The only record of control for the containers are the annual statutory declarations of agrochemical companies.
"In Argentina the tracing of containers doesn’t exist — there are people who pass through the fields buying them. We need a change in behaviour," argues Stegmann who is committed to training producers in order "to raise awareness."
These containers have contained pesticides, fertilisers or other chemicals, some with components whose carcinogenic effect is under scrutiny, such as glyphosate.
However, in a country with 42 percent of its 45 million inhabitants in poverty, it's common for the containers to be scavaged and used to collect water for drinking or cooking in communities without access to potable water.
"This plastic is still toxic, we cannot guarantee that it does not have traces of agrochemicals," says Brardinelli. "That is why it is so important that they are recycled through formal channels and that the object that is going to be constructed with the material is defined," he explained.

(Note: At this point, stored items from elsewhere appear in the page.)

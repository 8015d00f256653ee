//! GPU device records and the table built by a probe.

use serde::{Deserialize, Serialize};
use std::collections::HashMap;
use std::fmt;
use std::path::{Path, PathBuf};

/// One GPU exposed by the kernel DRM subsystem.
#[derive(Debug, Clone, PartialEq, Eq, Serialize, Deserialize)]
pub struct GpuDevice {
    /// Kernel card number (`N` in `cardN`).
    pub card: u32,
    /// Root of the device's sysfs exposure (e.g. `/sys/class/drm/card0`).
    pub path: PathBuf,
    /// The device drives the built-in laptop panel (an eDP connector exists).
    pub internal_panel: bool,
    /// Lowercase `vendor:device` PCI identifier without `0x` prefixes.
    pub id: String,
}

impl GpuDevice {
    /// Create a device record.
    pub fn new(card: u32, path: impl Into<PathBuf>, id: impl Into<String>) -> Self {
        Self {
            card,
            path: path.into(),
            internal_panel: false,
            id: id.into(),
        }
    }

    /// Mark this device as driving the internal panel.
    #[must_use]
    pub const fn with_internal_panel(mut self, internal_panel: bool) -> Self {
        self.internal_panel = internal_panel;
        self
    }

    /// Vendor half of the identifier.
    pub fn vendor_id(&self) -> &str {
        self.id.split_once(':').map_or(self.id.as_str(), |(v, _)| v)
    }
}

/// Ordered device list plus an index by `vendor:device` identifier.
///
/// Devices are ordered by card number. Identifiers are not unique per
/// physical card: when two cards share one, the index keeps the last.
#[derive(Debug, Clone, Default, PartialEq, Eq)]
pub struct DeviceTable {
    devices: Vec<GpuDevice>,
    by_id: HashMap<String, usize>,
}

impl DeviceTable {
    /// Build a table from devices already in enumeration order.
    pub fn from_devices(devices: Vec<GpuDevice>) -> Self {
        let by_id = devices
            .iter()
            .enumerate()
            .map(|(position, device)| (device.id.clone(), position))
            .collect();
        Self { devices, by_id }
    }

    pub fn len(&self) -> usize {
        self.devices.len()
    }

    pub fn is_empty(&self) -> bool {
        self.devices.is_empty()
    }

    /// Device at an enumeration position.
    pub fn get(&self, index: usize) -> Option<&GpuDevice> {
        self.devices.get(index)
    }

    /// Device carrying `id`, the last one enumerated if several share it.
    pub fn find_by_id(&self, id: &str) -> Option<&GpuDevice> {
        self.position_of(id).and_then(|position| self.devices.get(position))
    }

    /// Enumeration position of the device carrying `id`.
    pub fn position_of(&self, id: &str) -> Option<usize> {
        self.by_id.get(id).copied()
    }

    pub fn iter(&self) -> impl Iterator<Item = &GpuDevice> {
        self.devices.iter()
    }

    pub fn devices(&self) -> &[GpuDevice] {
        &self.devices
    }
}

/// GL vendor library selected for a device, from its bound kernel driver.
#[derive(Debug, Clone, Copy, PartialEq, Eq, Serialize, Deserialize)]
#[serde(rename_all = "lowercase")]
pub enum GlVendor {
    /// Proprietary NVIDIA driver.
    Nvidia,
    /// Everything else goes through Mesa.
    Mesa,
}

impl GlVendor {
    /// Pick the vendor from the resolved `device/driver` link target.
    ///
    /// Only an exact `nvidia` final component selects the proprietary
    /// stack; `nouveau`, an unbound device or an unresolvable link all
    /// fall back to Mesa.
    pub fn from_driver_path(driver: Option<&Path>) -> Self {
        let is_nvidia = driver
            .and_then(Path::file_name)
            .is_some_and(|name| name == "nvidia");
        if is_nvidia { Self::Nvidia } else { Self::Mesa }
    }

    pub const fn as_str(self) -> &'static str {
        match self {
            Self::Nvidia => "nvidia",
            Self::Mesa => "mesa",
        }
    }
}

impl fmt::Display for GlVendor {
    fn fmt(&self, f: &mut fmt::Formatter<'_>) -> fmt::Result {
        f.write_str(self.as_str())
    }
}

A number of different projects are underway to promote the sustainable reuse of pesticide containers to manufacture things from road signs to sewer pipes or railway ties.
In Mendoza for example — the land of the famous Malbec wine — they have been trying to replace the estimated five million poles that are used each year in the vineyards with a wood-plastic composite, which would prevent the cutting down of 1.5 million trees.
Each two-metre-high pole contains about 10 kilos of plastic garbage and can also be used for perimeter fencing.
In addition to contributing to the circular economy, these are low-cost poles, manufactured without the use of water. They are also reusable and resistant to weather, humidity, insects and pesticides.